Definición de pésame

El pésame es la frase que se pronuncia para acompañar a una persona que sufre un dolor o una tristeza. Esta alocución suele pronunciarse cuando alguien ha perdido a un ser querido. Por ejemplo: “Mi más sentido pésame, señora, que el Señor la acompañe en este duro trance”, “La gobernador hizo llegar su pésame a los familiares de la víctima”, “No me interesa el pésame de las autoridades: quiero que encuentren al culpable del crimen”.

Lo habitual es que el pésame se conceda a los familiares directos de una persona que acaba de morir.

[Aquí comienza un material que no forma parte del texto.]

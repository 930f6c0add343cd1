//! Database migrations.
//!
//! Schema migrations for the database.

#![allow(missing_docs)]

use sea_orm_migration::prelude::*;

mod m20250101_000001_create_user_table;
mod m20250101_000002_create_about_table;
mod m20250101_000003_create_post_table;
mod m20250101_000004_create_comment_table;

pub struct Migrator;

#[async_trait::async_trait]
impl MigratorTrait for Migrator {
    fn migrations() -> Vec<Box<dyn MigrationTrait>> {
        vec![
            Box::new(m20250101_000001_create_user_table::Migration),
            Box::new(m20250101_000002_create_about_table::Migration),
            Box::new(m20250101_000003_create_post_table::Migration),
            Box::new(m20250101_000004_create_comment_table::Migration),
        ]
    }
}
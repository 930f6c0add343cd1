//! Accounts: signup, login and session tokens.

use argon2::{
    Argon2,
    password_hash::{PasswordHash, PasswordHasher, PasswordVerifier, SaltString, rand_core::OsRng},
};
use codestar_common::{AppError, AppResult, IdGenerator};
use codestar_db::{entities::user, repositories::UserRepository};
use sea_orm::Set;
use serde::{Deserialize, Serialize};
use validator::Validate;

use crate::forms::{FormErrors, NON_FIELD_ERRORS, Submission, not_blank};

const USERNAME_TAKEN: &str = "A user with that username already exists.";

/// Input for creating an account.
#[derive(Debug, Clone, Default, Deserialize, Serialize, Validate)]
pub struct SignupInput {
    #[serde(default)]
    #[validate(
        custom(function = "valid_username"),
        length(max = 150, message = "Ensure this value has at most 150 characters.")
    )]
    pub username: String,

    #[serde(default, skip_serializing)]
    #[validate(length(
        min = 8,
        max = 128,
        message = "This password must contain at least 8 characters."
    ))]
    pub password1: String,

    #[serde(default, skip_serializing)]
    #[validate(must_match(
        other = "password1",
        message = "The two password fields didn't match."
    ))]
    pub password2: String,
}

/// Input for signing in.
#[derive(Debug, Clone, Default, Deserialize, Serialize, Validate)]
pub struct LoginInput {
    #[serde(default)]
    #[validate(custom(function = "not_blank"))]
    pub username: String,

    #[serde(default, skip_serializing)]
    #[validate(custom(function = "not_blank"))]
    pub password: String,
}

fn valid_username(value: &str) -> Result<(), validator::ValidationError> {
    not_blank(value)?;
    if value
        .trim()
        .chars()
        .all(|c| c.is_ascii_alphanumeric() || matches!(c, '@' | '.' | '+' | '-' | '_'))
    {
        return Ok(());
    }
    let mut error = validator::ValidationError::new("username");
    error.message = Some(
        "Enter a valid username. This value may contain only letters, numbers, and @/./+/-/_ characters."
            .into(),
    );
    Err(error)
}

/// User service for account management.
#[derive(Clone)]
pub struct UserService {
    user_repo: UserRepository,
    id_gen: IdGenerator,
}

impl UserService {
    /// Create a new user service.
    #[must_use]
    pub const fn new(user_repo: UserRepository) -> Self {
        Self {
            user_repo,
            id_gen: IdGenerator::new(),
        }
    }

    /// Register a new account and sign it in.
    ///
    /// Usernames are unique regardless of case.
    pub async fn signup(&self, input: &SignupInput) -> AppResult<Submission<user::Model>> {
        if let Err(errors) = FormErrors::check(input) {
            return Ok(Submission::Rejected(errors));
        }

        let username = input.username.trim();
        if self.user_repo.find_by_username(username).await?.is_some() {
            tracing::debug!(username, "Signup rejected: username taken");
            return Ok(Submission::Rejected(FormErrors::single("username", USERNAME_TAKEN)));
        }

        let model = user::ActiveModel {
            id: Set(self.id_gen.generate()),
            username: Set(username.to_string()),
            username_lower: Set(username.to_lowercase()),
            name: Set(None),
            password: Set(hash_password(&input.password1)?),
            token: Set(Some(self.id_gen.generate_token())),
            created_at: Set(chrono::Utc::now().into()),
        };

        match self.user_repo.create(model).await {
            Ok(user) => {
                tracing::info!(user_id = %user.id, "User registered");
                Ok(Submission::Accepted(user))
            }
            Err(AppError::Conflict(_)) => {
                tracing::debug!(username, "Signup lost a race for the username");
                Ok(Submission::Rejected(FormErrors::single("username", USERNAME_TAKEN)))
            }
            Err(e) => Err(e),
        }
    }

    /// Check credentials and return the user with a usable session token.
    pub async fn login(&self, input: &LoginInput) -> AppResult<Submission<user::Model>> {
        if let Err(errors) = FormErrors::check(input) {
            return Ok(Submission::Rejected(errors));
        }

        let invalid = || {
            Submission::Rejected(FormErrors::single(
                NON_FIELD_ERRORS,
                "Please enter a correct username and password.",
            ))
        };

        let Some(user) = self.user_repo.find_by_username(input.username.trim()).await? else {
            return Ok(invalid());
        };

        if !verify_password(&input.password, &user.password)? {
            tracing::debug!(user_id = %user.id, "Login failed");
            return Ok(invalid());
        }

        if user.token.is_some() {
            return Ok(Submission::Accepted(user));
        }

        let mut active: user::ActiveModel = user.into();
        active.token = Set(Some(self.id_gen.generate_token()));
        Ok(Submission::Accepted(self.user_repo.update(active).await?))
    }

    /// Resolve a session token to its user.
    pub async fn authenticate_by_token(&self, token: &str) -> AppResult<user::Model> {
        self.user_repo
            .find_by_token(token)
            .await?
            .ok_or(AppError::Unauthorized)
    }

    /// Sign a user out everywhere by replacing their token.
    pub async fn logout(&self, user: user::Model) -> AppResult<()> {
        let user_id = user.id.clone();
        let mut active: user::ActiveModel = user.into();
        active.token = Set(Some(self.id_gen.generate_token()));

        self.user_repo.update(active).await?;
        tracing::info!(user_id = %user_id, "User signed out");
        Ok(())
    }
}

/// Hash a password using Argon2.
fn hash_password(password: &str) -> AppResult<String> {
    let salt = SaltString::generate(&mut OsRng);

    Argon2::default()
        .hash_password(password.as_bytes(), &salt)
        .map(|h| h.to_string())
        .map_err(|e| AppError::Internal(format!("Failed to hash password: {e}")))
}

/// Verify a password against a hash. Unparseable hashes never match.
fn verify_password(password: &str, hash: &str) -> AppResult<bool> {
    let Ok(parsed_hash) = PasswordHash::new(hash) else {
        tracing::warn!("Stored password hash is not a PHC string");
        return Ok(false);
    };

    Ok(Argon2::default()
        .verify_password(password.as_bytes(), &parsed_hash)
        .is_ok())
}
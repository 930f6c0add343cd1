//! ID generation utilities.

use ulid::Ulid;
use uuid::Uuid;

/// ID generator for entities and session tokens.
#[derive(Debug, Clone, Default)]
pub struct IdGenerator {
    _private: (),
}

impl IdGenerator {
    /// Create a new ID generator.
    #[must_use]
    pub const fn new() -> Self {
        Self { _private: () }
    }

    /// Generate a new primary key.
    ///
    /// Lowercase ULIDs sort by creation time and are URL-safe, so they can
    /// appear directly in comment edit/delete paths.
    #[must_use]
    pub fn generate(&self) -> String {
        Ulid::new().to_string().to_lowercase()
    }

    /// Generate a random session token.
    #[must_use]
    pub fn generate_token(&self) -> String {
        // v4 has no time component
        Uuid::new_v4().simple().to_string()
    }
}
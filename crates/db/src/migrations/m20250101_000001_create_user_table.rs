//! Create user table migration.

use sea_orm_migration::prelude::*;

#[derive(DeriveMigrationName)]
pub struct Migration;

#[async_trait::async_trait]
impl MigrationTrait for Migration {
    async fn up(&self, manager: &SchemaManager) -> Result<(), DbErr> {
        manager
            .create_table(
                Table::create()
                    .table(User::Table)
                    .if_not_exists()
                    .col(ColumnDef::new(User::Id).string_len(32).not_null().primary_key())
                    .col(ColumnDef::new(User::Username).string_len(150).not_null())
                    .col(ColumnDef::new(User::UsernameLower).string_len(150).not_null())
                    .col(ColumnDef::new(User::Name).string_len(256))
                    .col(ColumnDef::new(User::Password).string_len(256).not_null())
                    .col(ColumnDef::new(User::Token).string_len(64))
                    .col(
                        ColumnDef::new(User::CreatedAt)
                            .timestamp_with_time_zone()
                            .not_null()
                            .default(Expr::current_timestamp()),
                    )
                    .to_owned(),
            )
            .await?;

        manager
            .create_index(
                Index::create()
                    .name("idx_user_username_lower")
                    .table(User::Table)
                    .col(User::UsernameLower)
                    .unique()
                    .to_owned(),
            )
            .await?;

        manager
            .create_index(
                Index::create()
                    .name("idx_user_token")
                    .table(User::Table)
                    .col(User::Token)
                    .unique()
                    .to_owned(),
            )
            .await?;

        Ok(())
    }

    async fn down(&self, manager: &SchemaManager) -> Result<(), DbErr> {
        manager
            .drop_table(Table::drop().table(User::Table).to_owned())
            .await
    }
}

#[derive(Iden)]
pub enum User {
    Table,
    Id,
    Username,
    UsernameLower,
    Name,
    Password,
    Token,
    CreatedAt,
}
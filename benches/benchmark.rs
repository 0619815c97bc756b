use criterion::{black_box, criterion_group, criterion_main, Criterion};
use wordmath::{
    environment::Environment,
    runner::{eval_expression, Runner},
    Value,
};

const EXPRESSION: &str =
    "( two power ten minus one ) times ( three plus four ) divided_by seven plus x";

const PROGRAM: &str = "
# running totals
x = five plus six times two
y = ( x minus one ) times x
z = y divided_by four power two
print x
print y
print z
";

fn eval_benchmark(c: &mut Criterion) {
    c.bench_function("expression", |b| {
        let mut env = Environment::new();
        env.set("x", Value::Integer(3));
        b.iter(|| {
            eval_expression(black_box(EXPRESSION), &env).unwrap();
        })
    });

    c.bench_function("program", |b| {
        b.iter(|| {
            let mut runner = Runner::with_sink(Vec::new());
            runner.run(black_box(PROGRAM)).unwrap();
        })
    });
}

criterion_group!(benches, eval_benchmark);
criterion_main!(benches);
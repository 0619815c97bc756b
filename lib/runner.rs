use crate::{
    environment::Environment, error::Error, evaluator::Evaluator, lexer::Lexer, parser::Parser,
    value::Value,
};

/// Receives one value per executed print statement, in program order.
pub trait Sink {
    fn emit(&mut self, value: Value);
}

pub struct StdoutSink;

impl Sink for StdoutSink {
    fn emit(&mut self, value: Value) {
        println!("{}", value);
    }
}

impl Sink for Vec<Value> {
    fn emit(&mut self, value: Value) {
        self.push(value);
    }
}

pub struct Runner<S: Sink> {
    sink: S,
}

impl Runner<StdoutSink> {
    pub fn new() -> Self {
        Self::with_sink(StdoutSink)
    }
}

impl Default for Runner<StdoutSink> {
    fn default() -> Self {
        Self::new()
    }
}

impl<S: Sink> Runner<S> {
    pub fn with_sink(sink: S) -> Self {
        Self { sink }
    }

    pub fn sink(&self) -> &S {
        &self.sink
    }

    /// Executes a whole program against a fresh environment and returns the
    /// environment as it stood after the last line. The first error aborts
    /// the remaining lines.
    pub fn run(&mut self, program: &str) -> Result<Environment, Error> {
        let mut env = Environment::new();
        for (index, line) in program.lines().enumerate() {
            self.run_line(&mut env, index + 1, line)?;
        }
        Ok(env)
    }

    pub fn run_line(
        &mut self,
        env: &mut Environment,
        line_number: usize,
        raw: &str,
    ) -> Result<(), Error> {
        let line = raw.trim();
        if line.is_empty() || line.starts_with('#') {
            return Ok(());
        }

        if let Some(rest) = strip_print_keyword(line) {
            let value = eval_expression(rest, env)?;
            self.sink.emit(value);
            return Ok(());
        }

        if let Some((left, right)) = line.split_once('=') {
            let name = left.trim();
            if !is_identifier(name) {
                return Err(Error::InvalidVariableName {
                    line: line_number,
                    name: name.to_string(),
                });
            }
            let value = eval_expression(right, env)?;
            env.set(name, value);
            return Ok(());
        }

        Err(Error::UnknownStatement {
            line: line_number,
            text: line.to_string(),
        })
    }
}

/// Evaluates a single expression against an environment, wiring the lexer,
/// parser and evaluator together.
pub fn eval_expression(input: &str, env: &Environment) -> Result<Value, Error> {
    let lexer = Lexer::new(input);
    let mut parser = Parser::new(lexer);
    let rpn = parser.parse()?;
    Evaluator::new(env).eval(rpn)
}

// the keyword itself matches case-insensitively, but it must be followed by
// whitespace: "print" alone or "printx" is not a print statement
fn strip_print_keyword(line: &str) -> Option<&str> {
    let (keyword, rest) = line.split_at_checked(5)?;
    if !keyword.eq_ignore_ascii_case("print") {
        return None;
    }
    if !rest.starts_with(|char: char| char.is_whitespace()) {
        return None;
    }
    Some(rest)
}

fn is_identifier(name: &str) -> bool {
    let mut chars = name.chars();
    match chars.next() {
        Some(char) if char.is_ascii_alphabetic() || char == '_' => {}
        _ => return false,
    }
    chars.all(|char| char.is_ascii_alphanumeric() || char == '_')
}
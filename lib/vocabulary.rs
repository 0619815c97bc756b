use std::collections::HashMap;

use lazy_static::lazy_static;

use crate::token::Operator;

lazy_static! {
    pub static ref NUM_WORDS: HashMap<&'static str, i64> = HashMap::from([
        ("zero", 0),
        ("one", 1),
        ("two", 2),
        ("three", 3),
        ("four", 4),
        ("five", 5),
        ("six", 6),
        ("seven", 7),
        ("eight", 8),
        ("nine", 9),
        ("ten", 10),
        ("eleven", 11),
        ("twelve", 12),
        ("thirteen", 13),
        ("fourteen", 14),
        ("fifteen", 15),
        ("sixteen", 16),
        ("seventeen", 17),
        ("eighteen", 18),
        ("nineteen", 19),
        ("twenty", 20),
    ]);
    pub static ref OP_WORDS: HashMap<&'static str, Operator> = HashMap::from([
        ("plus", Operator::Plus),
        ("minus", Operator::Minus),
        ("times", Operator::Asterisk),
        ("divided_by", Operator::Slash),
        ("power", Operator::Power),
    ]);
}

Su pareja, sus hijos, sus padres y sus hermanos, por lo tanto, serán los destinatarios del pésame.

La finalidad del pésame es expresar a estas personas que uno mismo siente el “peso” del fallecimiento (es decir, que uno también está dolido y acongojado por el deceso). Lo habitual es que se ofrezca de manera presencial, ya sea en el funeral del fallecido, en una misa en su honor o en la casa de sus familiares, según las costumbres de cada uno.

El pésame también puede enviarse a través de una tarjeta o de una nota. Las palabras escritas intentarán reflejar el respeto ante la situación, la compañía que se les ofrece a los familiares y el cariño que se sentía por el fallecido.

Incluso es posible dar el pésame por teléfono o correo electrónico. La modalidad elegida dependerá de las posibilidades disponibles y de la cercanía del sujeto con el fallecido y su familia.

Del mismo modo que ocurre con los cumpleaños, aunque en menor medida, existen tarjetas virtuales con frases adecuadas para la ocasión, que pueden completarse con nuestros datos y los de la persona a la cual queremos dar el pésame, antes de enviarlas cómodamente a su dirección de correo electrónico. También hay multitud de artículos en Internet que nos ayudan a escoger las palabras que más reflejan nuestros sentimientos, ideal para aquéllos que no han pasado por esta situación antes.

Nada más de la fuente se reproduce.